= Aage Roussell =

Danish architect, archaeologist and historian

Dr. Aage Rousell, (27 October 1901, Copenhagen – 9 June 1972, Frederiksberg) was a Danish architect, archaeologist and historian. He was best known for his archaeological work in Greenland in the 1920s and 1930s, especially for his work on Norse settlements in medieval Greenland.

==Biography==
Roussell was the son of Rudolf Christian Roussell (1859-1933) and wife Sidse Hansine Nielsen (1868-1941). Roussell became a student at Sankt Andreas Kollegium in Ordrup in 1919 and took a degree in philosophy from the University of Copenhagen in 1920. He was admitted to the Royal Danish Academy of Fine Arts from which he graduated in 1922.

Roussell participated in archaeological Greenland expeditions in 1926, 1930, 1932, 1934, 1935 and 1937 and an expedition to Iceland in 1939.
In 1926 Roussell together with cultural historian Poul Nørlund (1888–1951) unearthed 13 skeletons at Igaliku in southern Greenland. In 1932 he returned to Greenland with Eigil Knuth (1903–1996) on an archaeological dig to excavate Viking Age sites on West Greenland's coast. Roussel, Knuth and Nørlund returned during the summer of 1934, excavating the old Norse ruins again at Igaliku. He returned again in the summer of 1937 with a Polish expedition to the Godthaab district.

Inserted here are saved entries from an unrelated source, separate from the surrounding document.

use axum::{
    Extension,
    http::{StatusCode, header},
    response::{IntoResponse, Response},
};

use crate::{api::UNINITIALIZED, management::SharedSession};

pub async fn login(Extension(session): Extension<SharedSession>) -> Response {
    let session = session.lock().await;
    match session.client() {
        Some(client) => (
            StatusCode::FOUND,
            [(header::LOCATION, client.authorize_url())],
            "",
        )
            .into_response(),
        None => (StatusCode::INTERNAL_SERVER_ERROR, UNINITIALIZED).into_response(),
    }
}
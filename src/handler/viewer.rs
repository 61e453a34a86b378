use axum::{
    body::Body,
    extract::Query,
    http::{header, StatusCode},
    response::{Html, IntoResponse, Response},
    routing::get,
    Router,
};
use serde::Deserialize;

use crate::manager;
use crate::media::broadcast::{viewer_stream, MJPEG_CONTENT_TYPE};

/// Browser shell around the MJPEG stream, with a reconnect loop for when
/// the feed drops.
const INDEX_HTML: &str = r#"<!DOCTYPE html>
<html>
<head>
    <title>Camera Live Stream</title>
    <style>
        html, body {
            margin: 0;
            padding: 0;
            height: 100vh;
            width: 100vw;
            overflow: hidden;
            background-color: #1a1a1a;
            color: #fff;
            font-family: Arial, sans-serif;
            display: flex;
            flex-direction: column;
        }
        h1 {
            text-align: center;
            margin: 10px 0;
            flex-shrink: 0;
            font-size: 1.5em;
        }
        #video-container {
            flex: 1;
            display: flex;
            align-items: center;
            justify-content: center;
            background-color: #000;
            margin: 0 10px 10px 10px;
            border-radius: 8px;
            min-height: 0;
            overflow: hidden;
        }
        img {
            max-width: 100%;
            max-height: 100%;
            object-fit: contain;
            border-radius: 4px;
        }
    </style>
</head>
<body>
    <h1>Camera Live Stream</h1>
    <div id="video-container">
        <img id="video-stream" src="/video_feed" alt="live stream">
    </div>
    <script>
        const img = document.getElementById('video-stream');
        let reconnectTimeout;

        img.onerror = function() {
            clearTimeout(reconnectTimeout);
            reconnectTimeout = setTimeout(() => {
                img.src = '/video_feed?t=' + new Date().getTime();
            }, 2000);
        };

        img.onload = function() {
            clearTimeout(reconnectTimeout);
        };
    </script>
</body>
</html>
"#;

pub fn viewer_router() -> Router {
    Router::new()
        .route("/", get(index))
        .route("/video_feed", get(video_feed))
}

async fn index() -> Html<&'static str> {
    Html(INDEX_HTML)
}

#[derive(Deserialize)]
struct FeedQuery {
    session: Option<String>,
}

/// One long-lived MJPEG stream per connection. Each viewer runs its own
/// paced loop over the session's latest-frame cache; a disconnect drops
/// just this stream, and session cancellation ends every viewer.
async fn video_feed(Query(query): Query<FeedQuery>) -> Response {
    let session = match &query.session {
        Some(id) => manager::get_session(id).await,
        None => manager::first_broadcast_session().await,
    };
    let Some(session) = session else {
        return (StatusCode::NOT_FOUND, "no broadcast session").into_response();
    };
    let Some(cache) = session.frame_cache() else {
        return (
            StatusCode::BAD_REQUEST,
            "session has no broadcast sink",
        )
            .into_response();
    };

    log::debug!("viewer: connected to session {}", session.id());
    let stream = viewer_stream(cache, session.viewer_cancel());
    (
        [(header::CONTENT_TYPE, MJPEG_CONTENT_TYPE)],
        Body::from_stream(stream),
    )
        .into_response()
}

Roussel became museum inspector at the National Museum of Denmark in 1937 and was from 1949 to 1971 chief inspector and leader of the medieval collection.
 He authored works including Farms and Churches in the Mediaeval Norse Settlement of Greenland (1941) He was later a contributor to the Arctic Encyclopedia.

During the German occupation of Denmark, Roussel participated actively in the resistance movement. As a result, in 1957 he was appointed head of the newly established Denmark's Liberation Museum 1940-1945 (Frihedsmuseet), a position he held until 1971.